┌────────

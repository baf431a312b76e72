//! Shared relocation arithmetic (C6), used by both the PE and ELF emitters
//! during their apply-relocations pass.

use crate::ro::RelocationKind;
use log::{trace, warn};

/// Resolves a plan symbol or import slot to a final virtual address, from
/// the emitter's point of view.
#[derive(Debug, Clone, Copy)]
pub enum Target {
    /// `image_base + section_vaddr + symbol_value`.
    Address(u64),
    /// The relocation's target could not be resolved to an address (e.g. a
    /// weak symbol with no definition and no import slot). The site is left
    /// untouched and a warning logged.
    Unresolved,
}

/// Compute the patch bytes for one relocation and write them into `section`
/// at `offset`. `patch_site_va` is the final virtual address of the patch
/// site itself (`image_base + section_vaddr + offset`).
///
/// Returns `true` if the site was patched (used by the PE emitter to decide
/// whether to add a `.reloc` entry for ABS64 sites).
pub fn apply(
    section: &mut [u8],
    offset: usize,
    kind: RelocationKind,
    patch_site_va: u64,
    addend: i64,
    target: Target,
) -> bool {
    let width = match kind {
        RelocationKind::Abs64 => 8,
        RelocationKind::Pc32 | RelocationKind::GotPc32 | RelocationKind::Secrel32 => 4,
    };
    if offset.checked_add(width).map_or(true, |end| end > section.len()) {
        warn!(
            "relocation at offset {:#x} (width {}) overflows section of size {:#x}; skipped",
            offset,
            width,
            section.len()
        );
        return false;
    }

    let s = match target {
        Target::Address(addr) => addr,
        Target::Unresolved => {
            warn!("relocation at offset {:#x} targets an unresolved symbol; skipped", offset);
            return false;
        }
    };

    match kind {
        RelocationKind::Abs64 => {
            let value = s.wrapping_add(addend as u64);
            section[offset..offset + 8].copy_from_slice(&value.to_le_bytes());
            trace!("ABS64 @ {:#x} <- {:#x}", offset, value);
        }
        RelocationKind::Pc32 | RelocationKind::GotPc32 => {
            let value = (s as i64 + addend) - (patch_site_va as i64 + 4);
            let value = value as i32;
            section[offset..offset + 4].copy_from_slice(&value.to_le_bytes());
            trace!("PC32/GOTPC32 @ {:#x} <- {:#x}", offset, value);
        }
        RelocationKind::Secrel32 => {
            let value = (s.wrapping_add(addend as u64)) as u32;
            section[offset..offset + 4].copy_from_slice(&value.to_le_bytes());
            trace!("SECREL32 @ {:#x} <- {:#x}", offset, value);
        }
    }
    true
}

└────────

Exercise prompt - A word-for-word transcription of the listing above is what the answer should contain.

Response to this task -
repository baf431a312b76e72
//! Shared relocation arithmetic (C6), used by both the PE and ELF emitters
//! during their apply-relocations pass.

use crate::ro::RelocationKind;
use log::{trace, warn};

/// Resolves a plan symbol or import slot to a final virtual address, from
/// the emitter's point of view.
#[derive(Debug, Clone, Copy)]
pub enum Target {
    /// `image_base + section_vaddr + symbol_value`.
    Address(u64),
    /// The relocation's target could not be resolved to an address (e.g. a
    /// weak symbol with no definition and no import slot). The site is left
    /// untouched and a warning logged.
    Unresolved,
}

/// Compute the patch bytes for one relocation and write them into `section`
/// at `offset`. `patch_site_va` is the final virtual address of the patch
/// site itself (`image_base + section_vaddr + offset`).
///
/// Returns `true` if the site was patched (used by the PE emitter to decide
/// whether to add a `.reloc` entry for ABS64 sites).
pub fn apply(
    section: &mut [u8],
    offset: usize,
    kind: RelocationKind,
    patch_site_va: u64,
    addend: i64,
    target: Target,
) -> bool {
    let width = match kind {
        RelocationKind::Abs64 => 8,
        RelocationKind::Pc32 | RelocationKind::GotPc32 | RelocationKind::Secrel32 => 4,
    };
    if offset.checked_add(width).map_or(true, |end| end > section.len()) {
        warn!(
            "relocation at offset {:#x} (width {}) overflows section of size {:#x}; skipped",
            offset,
            width,
            section.len()
        );
        return false;
    }

    let s = match target {
        Target::Address(addr) => addr,
        Target::Unresolved => {
            warn!("relocation at offset {:#x} targets an unresolved symbol; skipped", offset);
            return false;
        }
    };

    match kind {
        RelocationKind::Abs64 => {
            let value = s.wrapping_add(addend as u64);
            section[offset..offset + 8].copy_from_slice(&value.to_le_bytes());
            trace!("ABS64 @ {:#x} <- {:#x}", offset, value);
        }
        RelocationKind::Pc32 | RelocationKind::GotPc32 => {
            let value = (s as i64 + addend) - (patch_site_va as i64 + 4);
            let value = value as i32;
            section[offset..offset + 4].copy_from_slice(&value.to_le_bytes());
            trace!("PC32/GOTPC32 @ {:#x} <- {:#x}", offset, value);
        }
        RelocationKind::Secrel32 => {
            let value = (s.wrapping_add(addend as u64)) as u32;
            section[offset..offset + 4].copy_from_slice(&value.to_le_bytes());
            trace!("SECREL32 @ {:#x} <- {:#x}", offset, value);
        }
    }
    true
}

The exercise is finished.